**Raw data:**
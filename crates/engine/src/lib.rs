//! Core of the finance tracker.
//!
//! Everything here works on one fetched snapshot per call: the [`Tracker`] asks its
//! [`Store`] for the data it needs, runs the pure reductions in [`balance`] and
//! [`report`], and returns fresh values. Nothing is cached between calls.

pub use balance::calculate_balance;
pub use commands::{OperationDraft, category_payload};
pub use error::{CATEGORY_IN_USE_MESSAGE, EngineError, GatewayError};
pub use filter::{CategoryFilter, Filter, SortBy, SortDirection, TypeFilter, parse_kind};
pub use money::parse_amount;
pub use report::{UNCATEGORIZED, build_report, category_names, month_display_name, month_key};
pub use store::{GatewayResult, Store};
pub use tracker::{Tracker, TrackerBuilder};

pub mod balance;
mod commands;
mod error;
mod filter;
mod money;
pub mod report;
mod store;
mod tracker;
mod util;

pub type ResultEngine<T> = Result<T, EngineError>;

**Task description:**
Set all the entries above down again exactly.

**Exercise output:**
filename crates/engine/src/lib.rs
//! Core of the finance tracker.
//!
//! Everything here works on one fetched snapshot per call: the [`Tracker`] asks its
//! [`Store`] for the data it needs, runs the pure reductions in [`balance`] and
//! [`report`], and returns fresh values. Nothing is cached between calls.

pub use balance::calculate_balance;
pub use commands::{OperationDraft, category_payload};
pub use error::{CATEGORY_IN_USE_MESSAGE, EngineError, GatewayError};
pub use filter::{CategoryFilter, Filter, SortBy, SortDirection, TypeFilter, parse_kind};
pub use money::parse_amount;
pub use report::{UNCATEGORIZED, build_report, category_names, month_display_name, month_key};
pub use store::{GatewayResult, Store};
pub use tracker::{Tracker, TrackerBuilder};

pub mod balance;
mod commands;
mod error;
mod filter;
mod money;
pub mod report;
mod store;
mod tracker;
mod util;

pub type ResultEngine<T> = Result<T, EngineError>;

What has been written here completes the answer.